1 year of experience with software development in one or more programming languages (e.g., Python, C, C++, Java, JavaScript).
1 year of experience building and developing large-scale infrastructure or distributed systems.
1 year of experience implementing core ML concepts.
Preferred qualifications: Experience with simulation environments and agent-based modeling.
Familiarity with Generative AI technologies, such as LLMs, RAG, or agentic frameworks.
Ability to build tools to support quality-focused development.

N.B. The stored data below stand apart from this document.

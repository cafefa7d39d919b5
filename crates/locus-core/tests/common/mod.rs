#![allow(dead_code)]

pub mod http_server;
pub mod s3_server;
pub mod server;
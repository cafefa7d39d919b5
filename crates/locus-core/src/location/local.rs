//! Local filesystem queries.

use chrono::{DateTime, Utc};
use std::ffi::OsString;
use std::fs;
use std::io;
use std::path::{Component, Path, PathBuf};

pub(super) fn name(path: &Path) -> String {
    path.file_name()
        .map(|n| n.to_string_lossy().into_owned())
        .unwrap_or_default()
}

/// `child` below `parent`. Root and drive prefixes in `child` are dropped, so
/// `"/etc"` joins like `"etc"`.
pub(super) fn join(parent: &Path, child: &str) -> PathBuf {
    let relative: PathBuf = Path::new(child)
        .components()
        .filter(|c| !matches!(c, Component::Prefix(_) | Component::RootDir))
        .collect();
    parent.join(relative).components().collect()
}

fn is_dotfile(path: &Path) -> bool {
    path.file_name()
        .map(|n| n.to_string_lossy().starts_with('.'))
        .unwrap_or(false)
}

#[cfg(windows)]
pub(super) fn is_hidden(path: &Path) -> bool {
    use std::os::windows::fs::MetadataExt;
    const FILE_ATTRIBUTE_HIDDEN: u32 = 0x2;
    match fs::metadata(path) {
        Ok(m) => m.file_attributes() & FILE_ATTRIBUTE_HIDDEN != 0,
        Err(_) => is_dotfile(path),
    }
}

#[cfg(not(windows))]
pub(super) fn is_hidden(path: &Path) -> bool {
    is_dotfile(path)
}

#[cfg(unix)]
fn access(path: &Path, mode: libc::c_int) -> bool {
    use std::ffi::CString;
    use std::os::unix::ffi::OsStrExt;
    let Ok(c_path) = CString::new(path.as_os_str().as_bytes()) else {
        return false;
    };
    // SAFETY: c_path is a valid NUL-terminated string for the duration of the call.
    unsafe { libc::access(c_path.as_ptr(), mode) == 0 }
}

#[cfg(unix)]
pub(super) fn can_read(path: &Path) -> bool {
    access(path, libc::R_OK)
}

#[cfg(unix)]
pub(super) fn can_write(path: &Path) -> bool {
    access(path, libc::W_OK)
}

#[cfg(not(unix))]
pub(super) fn can_read(path: &Path) -> bool {
    fs::metadata(path).is_ok()
}

#[cfg(not(unix))]
pub(super) fn can_write(path: &Path) -> bool {
    fs::metadata(path)
        .map(|m| !m.permissions().readonly())
        .unwrap_or(false)
}

/// Child names of a directory, sorted so repeated listings agree.
pub(super) fn list(path: &Path) -> io::Result<Vec<String>> {
    let mut names = fs::read_dir(path)?
        .map(|entry| entry.map(|e| e.file_name().to_string_lossy().into_owned()))
        .collect::<io::Result<Vec<_>>>()?;
    names.sort();
    Ok(names)
}

pub(super) fn length(path: &Path) -> Option<u64> {
    let meta = fs::metadata(path).ok()?;
    meta.is_file().then(|| meta.len())
}

pub(super) fn last_modified(path: &Path) -> Option<DateTime<Utc>> {
    let modified = fs::metadata(path).ok()?.modified().ok()?;
    Some(DateTime::<Utc>::from(modified))
}

/// Resolves symlinks and `..` like `fs::canonicalize`, but also accepts paths
/// that do not exist: the longest existing prefix is resolved by the OS and the
/// remaining components are applied lexically.
pub(super) fn canonicalize(path: &Path) -> io::Result<PathBuf> {
    let mut existing = path.to_path_buf();
    let mut rest: Vec<OsString> = Vec::new();
    loop {
        match fs::canonicalize(&existing) {
            Ok(mut resolved) => {
                for part in rest.iter().rev() {
                    if part == ".." {
                        resolved.pop();
                    } else {
                        resolved.push(part);
                    }
                }
                return Ok(resolved);
            }
            Err(e) if e.kind() == io::ErrorKind::NotFound => {
                let part = match existing.components().next_back() {
                    Some(Component::Normal(n)) => n.to_os_string(),
                    Some(Component::ParentDir) => OsString::from(".."),
                    // Nothing left to strip; fall back to the input.
                    _ => return Ok(path.to_path_buf()),
                };
                rest.push(part);
                existing.pop();
            }
            Err(e) => return Err(e),
        }
    }
}

/// Creates the file only if it does not exist yet. `Ok(false)` if it did.
pub(super) fn create_new_file(path: &Path) -> io::Result<bool> {
    match fs::OpenOptions::new()
        .write(true)
        .create_new(true)
        .open(path)
    {
        Ok(_) => Ok(true),
        Err(e) if e.kind() == io::ErrorKind::AlreadyExists => Ok(false),
        Err(e) => Err(e),
    }
}

/// Removes a file, or a directory if it is empty.
pub(super) fn delete(path: &Path) -> io::Result<()> {
    if fs::symlink_metadata(path)?.is_dir() {
        fs::remove_dir(path)
    } else {
        fs::remove_file(path)
    }
}
//! Remote collaborators carried by every `Location`.

use std::sync::Arc;

use crate::config::LocusConfig;
use crate::http_probe::{CurlHttpProbe, HttpProbe};
use crate::s3_client::{AwsS3Client, S3Client};

/// The HTTP probe and S3 client a `Location` delegates remote queries to.
///
/// Cloning is cheap; children and parents of a location share its backends.
#[derive(Debug, Clone)]
pub struct Backends {
    pub http: Arc<dyn HttpProbe>,
    pub s3: Arc<dyn S3Client>,
}

impl Backends {
    pub fn new(http: Arc<dyn HttpProbe>, s3: Arc<dyn S3Client>) -> Self {
        Self { http, s3 }
    }

    /// libcurl HTTP probe and AWS SDK S3 client, configured from `cfg`.
    pub fn from_config(cfg: &LocusConfig) -> Self {
        Self {
            http: Arc::new(CurlHttpProbe::new(cfg.http.clone())),
            s3: Arc::new(AwsS3Client::new(cfg.s3.clone())),
        }
    }
}

impl Default for Backends {
    fn default() -> Self {
        Self::from_config(&LocusConfig::default())
    }
}
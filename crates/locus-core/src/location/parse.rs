//! Classify an input string into a local path, HTTP(S) URL or S3 URI.

use std::path::{Path, PathBuf};

use crate::error::{LocationError, Result};
use crate::s3_client::{Credentials, S3Endpoint, Transport};

/// Parsed form of a location; one variant per resource kind.
#[derive(Debug, Clone, PartialEq, Eq, Hash)]
pub(crate) enum Target {
    Local(LocalPath),
    Http(HttpUrl),
    S3(S3Uri),
}

#[derive(Debug, Clone, PartialEq, Eq, Hash)]
pub(crate) struct LocalPath {
    /// Absolute, lexically normalized path.
    pub absolute: PathBuf,
}

#[derive(Debug, Clone, PartialEq, Eq, Hash)]
pub(crate) struct HttpUrl {
    pub secure: bool,
    /// The URL as given, surrounding whitespace removed.
    pub url: String,
    /// Byte offset where the path starts (end of `scheme://authority`).
    pub path_start: usize,
}

#[derive(Debug, Clone, PartialEq, Eq, Hash)]
pub(crate) struct S3Uri {
    /// Scheme as written, lowercased: `s3`, `s3+http` or `s3+https`.
    pub scheme: &'static str,
    pub endpoint: S3Endpoint,
    /// Empty for the endpoint root.
    pub bucket: String,
    /// Empty for a bucket root. Keeps a trailing `/` if one was given.
    pub key: String,
}

const S3_PREFIXES: [(&str, &str, Transport); 3] = [
    ("s3+http://", "s3+http", Transport::Http),
    ("s3+https://", "s3+https", Transport::Https),
    ("s3://", "s3", Transport::Https),
];

fn strip_prefix_ignore_case<'a>(s: &'a str, prefix: &str) -> Option<&'a str> {
    let head = s.get(..prefix.len())?;
    head.eq_ignore_ascii_case(prefix).then(|| &s[prefix.len()..])
}

/// Classifies `spec`: S3 prefix first, then HTTP(S), then a local path.
pub(crate) fn parse(spec: &str) -> Result<Target> {
    let trimmed = spec.trim();
    for (prefix, scheme, transport) in S3_PREFIXES {
        if let Some(rest) = strip_prefix_ignore_case(trimmed, prefix) {
            return parse_s3(spec, scheme, transport, rest).map(Target::S3);
        }
    }
    for (prefix, secure) in [("http://", false), ("https://", true)] {
        if let Some(rest) = strip_prefix_ignore_case(trimmed, prefix) {
            return parse_http(spec, trimmed, prefix.len(), rest, secure).map(Target::Http);
        }
    }
    local(Path::new(spec)).map(Target::Local)
}

/// Makes `path` absolute against the working directory without touching the
/// filesystem; `.` components and trailing separators are dropped.
pub(crate) fn local(path: &Path) -> Result<LocalPath> {
    let absolute = if path.as_os_str().is_empty() {
        std::env::current_dir()?
    } else {
        std::path::absolute(path)?
    };
    Ok(LocalPath {
        absolute: absolute.components().collect(),
    })
}

fn authority_len(rest: &str) -> usize {
    rest.find(['/', '?', '#']).unwrap_or(rest.len())
}

fn parse_http(
    spec: &str,
    trimmed: &str,
    prefix_len: usize,
    rest: &str,
    secure: bool,
) -> Result<HttpUrl> {
    let authority = &rest[..authority_len(rest)];
    if authority.is_empty() {
        return Err(LocationError::Malformed {
            spec: spec.to_string(),
            reason: "URL has no host",
        });
    }
    Ok(HttpUrl {
        secure,
        url: trimmed.to_string(),
        path_start: prefix_len + authority.len(),
    })
}

fn parse_s3(spec: &str, scheme: &'static str, transport: Transport, rest: &str) -> Result<S3Uri> {
    let (authority, path) = rest.split_at(authority_len(rest));
    let (credentials, host) = match authority.rsplit_once('@') {
        Some((userinfo, host)) => {
            let (access, secret) = userinfo.split_once(':').unwrap_or((userinfo, ""));
            let credentials = Credentials {
                access_key: access.to_string(),
                secret_key: secret.to_string(),
            };
            (Some(credentials), host)
        }
        None => (None, authority),
    };
    if host.is_empty() {
        return Err(LocationError::Malformed {
            spec: spec.to_string(),
            reason: "S3 URI has no host",
        });
    }

    let endpoint = S3Endpoint {
        transport,
        authority: host.to_string(),
        credentials,
    };
    let (bucket, key) = split_bucket_key(path);
    Ok(S3Uri {
        scheme,
        endpoint,
        bucket,
        key,
    })
}

/// Splits `/bucket/some/key` into `("bucket", "some/key")`.
pub(crate) fn split_bucket_key(path: &str) -> (String, String) {
    let path = path.trim_start_matches('/');
    match path.split_once('/') {
        Some((bucket, key)) => (bucket.to_string(), key.to_string()),
        None => (path.to_string(), String::new()),
    }
}

impl S3Uri {
    /// `scheme://host[:port][/bucket[/key]]`, credentials included only when asked.
    pub fn to_uri_string(&self, with_credentials: bool) -> String {
        let mut out = format!("{}://", self.scheme);
        if with_credentials {
            if let Some(c) = &self.endpoint.credentials {
                out.push_str(&c.access_key);
                out.push(':');
                out.push_str(&c.secret_key);
                out.push('@');
            }
        }
        out.push_str(&self.endpoint.authority);
        if !self.bucket.is_empty() {
            out.push('/');
            out.push_str(&self.bucket);
            if !self.key.is_empty() {
                out.push('/');
                out.push_str(&self.key);
            }
        }
        out
    }

    /// Same endpoint, different `bucket/key` path.
    pub fn with_path(&self, path: &str) -> S3Uri {
        let (bucket, key) = split_bucket_key(path);
        S3Uri {
            scheme: self.scheme,
            endpoint: self.endpoint.clone(),
            bucket,
            key,
        }
    }

    /// `bucket/key` without surrounding separators.
    pub fn path(&self) -> String {
        let key = self.key.trim_end_matches('/');
        if key.is_empty() {
            self.bucket.clone()
        } else {
            format!("{}/{}", self.bucket, key)
        }
    }
}

impl HttpUrl {
    /// Path part, without query or fragment.
    pub fn path(&self) -> &str {
        let path = &self.url[self.path_start..];
        let end = path.find(['?', '#']).unwrap_or(path.len());
        &path[..end]
    }

    /// `scheme://authority`.
    pub fn origin(&self) -> &str {
        &self.url[..self.path_start]
    }
}
//! Parse HTTP response header lines into ProbeResult.

use chrono::{DateTime, Utc};

use super::ProbeResult;

/// Parse collected header lines into ProbeResult.
///
/// With redirects, curl reports the headers of every hop; only the block after
/// the last status line describes the final resource.
pub(crate) fn parse_headers(status: u32, lines: &[String]) -> ProbeResult {
    let mut content_length = None;
    let mut content_range_total = None;
    let mut last_modified = None;
    let mut content_type = None;

    for line in lines {
        let line = line.trim();
        if line.is_empty() {
            continue;
        }
        if line.starts_with("HTTP/") {
            content_length = None;
            content_range_total = None;
            last_modified = None;
            content_type = None;
            continue;
        }
        if let Some((name, value)) = line.split_once(':') {
            let name = name.trim();
            let value = value.trim();
            if name.eq_ignore_ascii_case("content-length") {
                if let Ok(n) = value.parse::<u64>() {
                    content_length = Some(n);
                }
            }
            if name.eq_ignore_ascii_case("content-range") {
                // bytes 0-0/12345
                content_range_total = value
                    .rsplit_once('/')
                    .and_then(|(_, total)| total.trim().parse::<u64>().ok());
            }
            if name.eq_ignore_ascii_case("last-modified") {
                last_modified = Some(value.to_string());
            }
            if name.eq_ignore_ascii_case("content-type") {
                content_type = Some(value.to_string());
            }
        }
    }

    // A ranged GET reports the one-byte slice in Content-Length; the full size
    // is in Content-Range.
    let content_length = if status == 206 {
        content_range_total
    } else {
        content_length
    };

    ProbeResult {
        status,
        content_length,
        last_modified,
        content_type,
    }
}

/// Parse an HTTP-date (`Wed, 21 Oct 2015 07:28:00 GMT`).
pub fn parse_http_date(value: &str) -> Option<DateTime<Utc>> {
    DateTime::parse_from_rfc2822(value.trim())
        .ok()
        .map(|d| d.with_timezone(&Utc))
}
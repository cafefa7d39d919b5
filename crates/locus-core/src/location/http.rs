//! HTTP(S) queries. URLs have no directories; existence is a status probe.

use super::parse::HttpUrl;
use crate::http_probe::{HttpProbe, HttpProbeError, ProbeResult};

pub(super) fn name(url: &HttpUrl) -> String {
    url.path()
        .trim_end_matches('/')
        .rsplit('/')
        .next()
        .unwrap_or_default()
        .to_string()
}

/// Parent URL string; `None` at the host root.
pub(super) fn parent(url: &HttpUrl) -> Option<String> {
    let path = url.path().trim_end_matches('/');
    if path.is_empty() {
        return None;
    }
    let cut = path.rfind('/').unwrap_or(0);
    Some(format!("{}{}", url.origin(), &path[..cut]))
}

/// Child URL; the parent's query and fragment do not carry over.
pub(super) fn join(url: &HttpUrl, child: &str) -> String {
    format!(
        "{}{}/{}",
        url.origin(),
        url.path().trim_end_matches('/'),
        child.trim_start_matches('/')
    )
}

pub(super) fn probe(url: &HttpUrl, http: &dyn HttpProbe) -> Result<ProbeResult, HttpProbeError> {
    http.probe(&url.url)
}
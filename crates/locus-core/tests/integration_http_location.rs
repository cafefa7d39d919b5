//! Integration test: HTTP locations against a loopback server.
//!
//! Covers HEAD probing, the ranged-GET fallback for servers that refuse HEAD,
//! redirects, and the metadata reported from response headers.

mod common;

use std::collections::HashMap;

use common::http_server::{self, HttpServerOptions};
use locus_core::config::{HttpConfig, LocusConfig};
use locus_core::{Backends, Location, Scheme};

fn pages() -> HashMap<String, Vec<u8>> {
    let mut pages = HashMap::new();
    pages.insert("/".to_string(), b"<html>index</html>".to_vec());
    pages.insert("/images/plate.tiff".to_string(), vec![7u8; 1234]);
    pages
}

#[test]
fn existing_page_exists_and_reports_metadata() {
    let base = http_server::start(pages(), HttpServerOptions::default());
    let loc = Location::new(&format!("{base}/images/plate.tiff")).unwrap();

    assert_eq!(loc.scheme(), Scheme::Http);
    assert!(loc.exists());
    assert!(loc.is_file());
    assert!(!loc.is_directory());
    assert!(loc.can_read());
    assert!(!loc.can_write());
    assert_eq!(loc.length(), Some(1234));
    let modified = loc.last_modified().expect("last-modified header");
    assert_eq!(modified.to_rfc3339(), "2015-10-21T07:28:00+00:00");
}

#[test]
fn missing_page_is_absent_but_not_an_error() {
    let base = http_server::start(pages(), HttpServerOptions::default());
    let loc = Location::new(&format!("{base}/nope.tiff")).unwrap();

    assert!(!loc.exists());
    assert!(!loc.try_exists().unwrap());
    assert!(!loc.is_file());
    assert_eq!(loc.length(), None);
    assert_eq!(loc.last_modified(), None);
}

#[test]
fn head_refused_falls_back_to_ranged_get() {
    let base = http_server::start(pages(), HttpServerOptions { head_allowed: false });
    let loc = Location::new(&format!("{base}/images/plate.tiff")).unwrap();

    assert!(loc.exists());
    assert_eq!(loc.length(), Some(1234));

    let missing = Location::new(&format!("{base}/gone")).unwrap();
    assert!(!missing.exists());
}

#[test]
fn redirects_are_followed_by_default() {
    let base = http_server::start(pages(), HttpServerOptions::default());
    let loc = Location::new(&format!("{base}/moved")).unwrap();
    assert!(loc.exists());
}

#[test]
fn redirects_can_be_left_unfollowed() {
    let base = http_server::start(pages(), HttpServerOptions::default());
    let cfg = LocusConfig {
        http: HttpConfig {
            follow_redirects: false,
            ..HttpConfig::default()
        },
        ..LocusConfig::default()
    };
    let loc = Location::new(&format!("{base}/moved"))
        .unwrap()
        .with_backends(Backends::from_config(&cfg));
    assert!(!loc.exists());
}

#[test]
fn unreachable_host_reports_an_error_from_try_exists() {
    // Port 9 (discard) is not served on loopback in the test environment.
    let loc = Location::new("http://127.0.0.1:9/file.tiff").unwrap();
    assert!(!loc.exists());
    assert!(loc.try_exists().is_err());
}

#[test]
fn navigation_stays_on_the_server() {
    let base = http_server::start(pages(), HttpServerOptions::default());
    let dir = Location::new(&format!("{base}/images/")).unwrap();
    let file = dir.join("plate.tiff");

    assert_eq!(file.absolute_path(), format!("{base}/images/plate.tiff"));
    assert!(file.exists());
    assert_eq!(file.name(), "plate.tiff");
    assert_eq!(file.parent().as_deref(), Some(format!("{base}/images").as_str()));
    assert!(dir.list().is_none());

    let url = file.to_url().unwrap();
    assert_eq!(url.path(), "/images/plate.tiff");
}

About the job Google's software engineers develop the next-generation technologies that change how billions of users connect, explore, and interact with information and one another. Our products need to handle information at massive scale, and extend well beyond web search. We're looking for engineers who bring fresh ideas from all areas, including information retrieval, distributed computing, large-scale system design, networking and data storage, security, artificial intelligence, natural language processing, UI design and mobile; the list goes on and is growing every day. As a software engineer, you will work on a specific project critical to Google's needs with opportunities to switch teams and projects as you and our fast-paced business grow and evolve. We need our engineers to be versatile, display leadership qualities and be enthusiastic to take on new problems across the full-stack as we continue to push technology forward.
People shop on Google more than a billion times a day - and the Commerce team is responsible for building the experiences that serve these users. The mission for Google Commerce is to be an essential part of the shopping journey for consumers - from inspiration to to a simple and secure checkout experience - and the best place for retailers/merchants to connect with consumers. We support and partner with the commerce ecosystem, from large retailers to small local merchants, to give them the tools, technology and scale to thrive in today's digital world.
Responsibilities Build and leverage automated evals and simulation environments to rapidly improve conversation quality.
Develop and utilize key quality signals and integrate them into our launch and production processes.
Leverage an understanding of the full stack to contribute features and improve data critical for quality enhancements.